1 FTSE 100 dividend stock I’m planning to hold for the next decade

Roland Head explains why he thinks shares in this little-known FTSE 100 firm are too cheap right now – and why he’s been buying more.

| More on:

The content of this article was relevant at the time of publishing. Circumstances change continuously and caution should therefore be exercised when relying upon any content contained within this article.

You’re reading a free article with opinions that may differ from The Motley Fool’s Premium Investing Services. Become a Motley Fool member today to get instant access to our top analyst recommendations, in-depth research, investing resources, and more. Learn More.
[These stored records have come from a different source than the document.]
use jose_crypto::{
    ec::{Curve, EcKeyPair},
    okp::{Ed25519KeyPair, X25519KeyPair},
    random_bytes,
    rsa::RsaKeyPair,
    Generate,
};

use super::{EcCurves, Jwk, Key, OkpCurves, Parameters};
use crate::error::JoseError;

/// Creates fresh keys of every supported type.
pub struct JwkFactory;

impl JwkFactory {
    /// A random symmetric key of `bits` bits.
    pub fn create_oct_key(bits: usize, prm: Parameters) -> Result<Jwk, JoseError> {
        if bits == 0 || bits % 8 != 0 {
            return Err(JoseError::invalid_key("key size must be a positive multiple of 8"));
        }
        Jwk::from_oct(random_bytes(bits / 8)?, prm)
    }

    /// A symmetric key holding the given secret, e.g. a PBES2 password.
    pub fn create_from_secret(secret: impl Into<Vec<u8>>, prm: Parameters) -> Result<Jwk, JoseError> {
        Jwk::from_oct(secret, prm)
    }

    /// A new RSA key pair with CRT parameters and `e = 65537`.
    pub fn create_rsa_key(bits: usize, prm: Parameters) -> Result<Jwk, JoseError> {
        Jwk::from_rsa_key_pair(&RsaKeyPair::generate(bits)?, prm)
    }

    pub fn create_ec_key(curve: EcCurves, prm: Parameters) -> Result<Jwk, JoseError> {
        Jwk::from_ec_key_pair(&EcKeyPair::generate(Curve::from(curve))?, prm)
    }

    pub fn create_okp_key(curve: OkpCurves, prm: Parameters) -> Result<Jwk, JoseError> {
        match curve {
            OkpCurves::Ed25519 => Jwk::from_ed25519_key_pair(&Ed25519KeyPair::new()?, prm),
            OkpCurves::X25519 => Jwk::from_x25519_key_pair(&X25519KeyPair::new()?, prm),
        }
    }

    /// The key accepted by the `none` signature algorithm.
    pub fn create_none_key(prm: Parameters) -> Result<Jwk, JoseError> {
        Jwk::new(Key::None, prm)
    }
}

/// Keys shared by the tests of this crate.
#[cfg(test)]
pub(crate) mod test_keys {
    use once_cell::sync::Lazy;

    use super::*;

    // RSA generation is slow, keep one key for the whole test binary.
    pub(crate) static RSA_2048: Lazy<Jwk> =
        Lazy::new(|| JwkFactory::create_rsa_key(2048, Parameters::default()).unwrap());
}
//! Elliptic-curve engine for the NIST prime curves.

mod curve;
mod ecdsa;
mod key;
mod point;

pub use curve::{Curve, CurveParams};
pub use key::{EcKeyPair, EcPrivateKey, EcPublicKey};
pub use point::Point;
Smiling young man sitting in cafe and checking messages, with his laptop in front of him.

Image source: Getty Images

The FTSE 100 company I’m writing about today is unknown to most UK investors, despite increasing its dividend every year for 30 years.

However, I think this could soon start to change. In fact, I’m so excited about this opportunity that I recently bought more shares for my personal portfolio. Here’s why.

A £5bn business no one talks about

Irish group DCC (LSE: DCC) was founded in 1976 and floated on the London Stock Exchange in 1994. Since then, the company’s annual operating profit has risen from €21m to €636m. That’s an average growth rate of 12% per year, for 30 years.

Even more impressively, shareholders have seen a corresponding increase in their dividend income. DCC’s payout has risen from 6.1p per share in 1995, to 197p per share last year. That’s also equivalent to an average growth rate of 12% per year.

I can’t think of many other companies with such an impressive record.

What does DCC do?

DCC’s main focus is its energy business. This generates nearly 75% of group profits.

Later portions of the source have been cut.